A 12 ans, le jeune cinéphile Alain Resnais se voit offrir pour Noël, par son père, sa première caméra Kodak, avec laquelle il tourne quelques films en super 8 dont un Fantomas. Egalement passionné de théâtre, il s'inscrit au Cours Simon avant d'intégrer en 1943 la première promotion de l'IDHEC, en section montage. Après-guerre, il réalise une série de films d'art très remarqués (Van Gogh, Guernica). Contemporain de la Nouvelle Vague, il est plus proche d'un groupe "Rive gauche" engagé dont font partie Chris Marker, avec qui il co-signe Les Statues meurent aussi (Prix Jean Vigo 1954), et Agnès Varda -il monte La Pointe courte, premier long métrage de la réalisatrice en 1956. La même année, il obtient encore le Prix Jean-Vigo, pour Nuit et brouillard, documentaire qui deviendra un film de référence sur la déportation.

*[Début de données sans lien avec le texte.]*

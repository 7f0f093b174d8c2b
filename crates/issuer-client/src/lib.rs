//! HTTP transport between the confirmations service and a token issuer.
//!
//! Requests can be routed through a SOCKS5 proxy so the issuer cannot tie redemptions
//! to a network address.
//!
//! ```rust,no_run
//! use issuer_client::{Config, IssuerHttpClient};
//!
//! #[tokio::main]
//! async fn main() -> issuer_client::Result<()> {
//!     let config = Config::new("https://issuer.example").with_tor();
//!     let client = IssuerHttpClient::new(config)?;
//!
//!     let issuers = client.issuers().await?;
//!     println!("{} issuer keys published", issuers.iter().count());
//!     Ok(())
//! }
//! ```

pub mod config;
pub mod error;
pub mod http_client;

pub use config::{Config, DEFAULT_ISSUER_URL, DEFAULT_TOR_SOCKS_ADDR};
pub use error::{ClientError, Result};
pub use http_client::{IssuerHttpClient, INFO_PATH};

pub fn issuer_client(base_url: &str) -> Result<IssuerHttpClient> {
    IssuerHttpClient::new(Config::new(base_url))
}
use base64::{engine::general_purpose::STANDARD, Engine as _};
use curve25519_dalek::ristretto::{CompressedRistretto, RistrettoPoint};
use curve25519_dalek::scalar::Scalar;

use crate::error::TokenError;

/// Canonical byte and base64 wire form shared by every token algebra value.
pub trait Base64Encoding: Sized {
    const NAME: &'static str;

    fn to_bytes(&self) -> Vec<u8>;

    fn from_bytes(bytes: &[u8]) -> Result<Self, TokenError>;

    fn encode_base64(&self) -> String {
        STANDARD.encode(self.to_bytes())
    }

    fn decode_base64(encoded: &str) -> Result<Self, TokenError> {
        if encoded.is_empty() {
            return Err(TokenError::Decode(format!("empty {}", Self::NAME)));
        }

        let bytes = STANDARD
            .decode(encoded)
            .map_err(|e| TokenError::Decode(format!("invalid base64 {}: {}", Self::NAME, e)))?;
        Self::from_bytes(&bytes)
    }
}

macro_rules! impl_base64_serde {
    ($ty:ty) => {
        impl serde::Serialize for $ty {
            fn serialize<S: serde::Serializer>(
                &self,
                serializer: S,
            ) -> std::result::Result<S::Ok, S::Error> {
                serializer.serialize_str(&$crate::tokens::Base64Encoding::encode_base64(self))
            }
        }

        impl<'de> serde::Deserialize<'de> for $ty {
            fn deserialize<D: serde::Deserializer<'de>>(
                deserializer: D,
            ) -> std::result::Result<Self, D::Error> {
                let encoded = <String as serde::Deserialize>::deserialize(deserializer)?;
                <$ty as $crate::tokens::Base64Encoding>::decode_base64(&encoded)
                    .map_err(serde::de::Error::custom)
            }
        }
    };
}

pub(crate) use impl_base64_serde;

pub(crate) fn decode_point(name: &str, bytes: &[u8]) -> Result<RistrettoPoint, TokenError> {
    let compressed = CompressedRistretto::from_slice(bytes).map_err(|_| {
        TokenError::Decode(format!("{} must be 32 bytes, got {}", name, bytes.len()))
    })?;

    compressed
        .decompress()
        .ok_or_else(|| TokenError::Decode(format!("{} is not a valid ristretto point", name)))
}

pub(crate) fn decode_scalar(name: &str, bytes: &[u8]) -> Result<Scalar, TokenError> {
    let array: [u8; 32] = bytes.try_into().map_err(|_| {
        TokenError::Decode(format!("{} must be 32 bytes, got {}", name, bytes.len()))
    })?;

    Option::from(Scalar::from_canonical_bytes(array))
        .ok_or_else(|| TokenError::Decode(format!("{} is not a canonical scalar", name)))
}

/// Wide reduction of a SHA-512 digest into a scalar.
pub(crate) fn scalar_from_digest(digest: &[u8]) -> Scalar {
    let mut wide = [0u8; 64];
    wide.copy_from_slice(&digest[..64]);
    Scalar::from_bytes_mod_order_wide(&wide)
}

Sorti en 1959, quelques semaines après Les 400 coups, Hiroshima mon amour, le premier long métrage d'Alain Resnais, s'impose comme une oeuvre-charnière du cinéma français, à la fois par l'audace de son sujet (les traumatismes de la Seconde Guerre Mondiale évoqués à travers une histoire d'amour) et la modernité de la narration. La mémoire restera un des thèmes fétiches du cinéaste, comme en témoignent ses deux films suivants, avec Delphine Seyrig, l'opaque L'Année dernière à Marienbad (Lion d'Or à Venise en 1961), puis Muriel (1964), sur les fantômes de la Guerre d'Algérie, ou plus tard Providence (1977). Loin de ne se soucier que de la forme, il fait de Montand un militant anti-franquiste dans La Guerre est finie (Prix Louis-Delluc 1966), prend part au film collectif Loin du Vietnam, et au manifeste utopique L'An 01.
En dépit de son image de cinéaste intellectuel, l'auteur de L'Amour à mort, qui offre à Bébel le rôle de l'escroc Stavisky en 1974, est nourri de culture populaire : s'essayant à la SF (Je t'aime, je t'aime, 1968), il revisite le théâtre de boulevard (Mélo, 1986), s'intéresse à la BD (I Want to Go Home), donne à la variété ses lettres de noblesse (On connait la chanson, son plus gros succès en 1997) et signe une opérette (Pas sur la bouche). Film-puzzle rythmé par les interventions d'Henri Laborit, Mon Oncle d'Amérique (primé à Cannes en 1980) illustre à merveille le caractère à la fois ludique et cérébral de son cinéma.
A partir des années 80, Resnais fait appel à un trio d'acteurs virtuoses auxquels il offre, au fil des ans, des partitions subtiles et variées : André Dussollier, Pierre Arditi et bien sûr sa muse Sabine Azéma, qui ont chacun remporté au moins un César grâce à un de ces rôles. L'amour de Resnais pour ses comédiens éclate dans Smoking-No Smoking, Arditi et Azéma interprétant à eux seuls les onze personnages de ce diptyque, César du Meilleur film en 1993. Côté scénaristes, si, à ses débuts, ses collaborateurs avaient pour nom Duras ou Robbe-Grillet, le maître respecté, lauréat d'un Ours d'or d'honneur à Berlin en 1998, s'entoure à présent d'auteurs plus grand public, tels le couple Bacri -Jaoui dans les années 90, puis Jean-Michel Ribes pour Coeurs, Prix de la Mise en scène à Venise en 2006. Trois ans plus tard, à l'occasion de la présentation des Herbes folles (sa toute première adaptation de roman), le toujours vert Alain Resnais reçoit à Cannes un Prix exceptionnel pour l'ensemble de son oeuvre.